Data listing Block Start

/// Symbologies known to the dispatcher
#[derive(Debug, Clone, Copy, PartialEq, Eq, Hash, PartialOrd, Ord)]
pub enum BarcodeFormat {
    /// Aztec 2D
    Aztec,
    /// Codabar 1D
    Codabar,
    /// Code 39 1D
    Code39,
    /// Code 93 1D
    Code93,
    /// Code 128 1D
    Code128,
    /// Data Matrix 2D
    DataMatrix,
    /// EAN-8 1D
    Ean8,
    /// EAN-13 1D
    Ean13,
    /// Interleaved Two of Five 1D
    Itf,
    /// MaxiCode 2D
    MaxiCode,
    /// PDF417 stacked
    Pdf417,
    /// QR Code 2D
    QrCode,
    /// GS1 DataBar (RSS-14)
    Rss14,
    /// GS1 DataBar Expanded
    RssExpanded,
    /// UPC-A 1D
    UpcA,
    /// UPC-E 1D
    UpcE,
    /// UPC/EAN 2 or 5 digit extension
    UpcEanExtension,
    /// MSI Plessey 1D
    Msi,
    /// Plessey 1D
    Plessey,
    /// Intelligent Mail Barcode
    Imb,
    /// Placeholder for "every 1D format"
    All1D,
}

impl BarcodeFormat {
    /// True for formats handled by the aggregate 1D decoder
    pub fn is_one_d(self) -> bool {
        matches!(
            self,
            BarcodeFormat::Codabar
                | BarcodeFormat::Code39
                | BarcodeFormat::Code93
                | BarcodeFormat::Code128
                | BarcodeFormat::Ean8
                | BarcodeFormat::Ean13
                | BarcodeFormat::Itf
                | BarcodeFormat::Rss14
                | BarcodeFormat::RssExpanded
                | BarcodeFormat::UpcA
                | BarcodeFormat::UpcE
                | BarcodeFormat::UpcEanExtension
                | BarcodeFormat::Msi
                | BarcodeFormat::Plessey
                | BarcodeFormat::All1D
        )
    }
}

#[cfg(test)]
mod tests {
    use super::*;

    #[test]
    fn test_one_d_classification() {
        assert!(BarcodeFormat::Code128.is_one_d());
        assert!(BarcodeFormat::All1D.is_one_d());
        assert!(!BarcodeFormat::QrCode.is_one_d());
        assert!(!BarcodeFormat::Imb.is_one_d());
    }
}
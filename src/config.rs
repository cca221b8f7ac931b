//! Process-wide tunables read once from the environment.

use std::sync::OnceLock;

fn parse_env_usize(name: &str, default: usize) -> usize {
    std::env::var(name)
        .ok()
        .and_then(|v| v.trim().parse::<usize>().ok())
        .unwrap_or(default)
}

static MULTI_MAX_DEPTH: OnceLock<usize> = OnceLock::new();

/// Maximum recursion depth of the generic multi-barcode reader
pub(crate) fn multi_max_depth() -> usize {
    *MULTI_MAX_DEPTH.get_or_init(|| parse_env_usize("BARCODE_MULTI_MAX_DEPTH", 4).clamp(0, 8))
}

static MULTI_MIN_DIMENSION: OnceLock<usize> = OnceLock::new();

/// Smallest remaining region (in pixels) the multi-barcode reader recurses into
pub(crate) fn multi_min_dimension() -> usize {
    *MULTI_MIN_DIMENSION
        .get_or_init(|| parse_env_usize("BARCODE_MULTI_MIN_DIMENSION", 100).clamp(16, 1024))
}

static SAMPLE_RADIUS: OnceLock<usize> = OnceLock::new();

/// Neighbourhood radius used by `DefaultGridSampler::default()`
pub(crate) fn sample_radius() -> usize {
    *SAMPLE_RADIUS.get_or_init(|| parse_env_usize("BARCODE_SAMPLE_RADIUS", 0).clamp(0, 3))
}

Data listing Block End

# Requirement
Please show every line of the entries above that contains the word "DataBar".

# Output of the exercise
    /// GS1 DataBar (RSS-14)
    /// GS1 DataBar Expanded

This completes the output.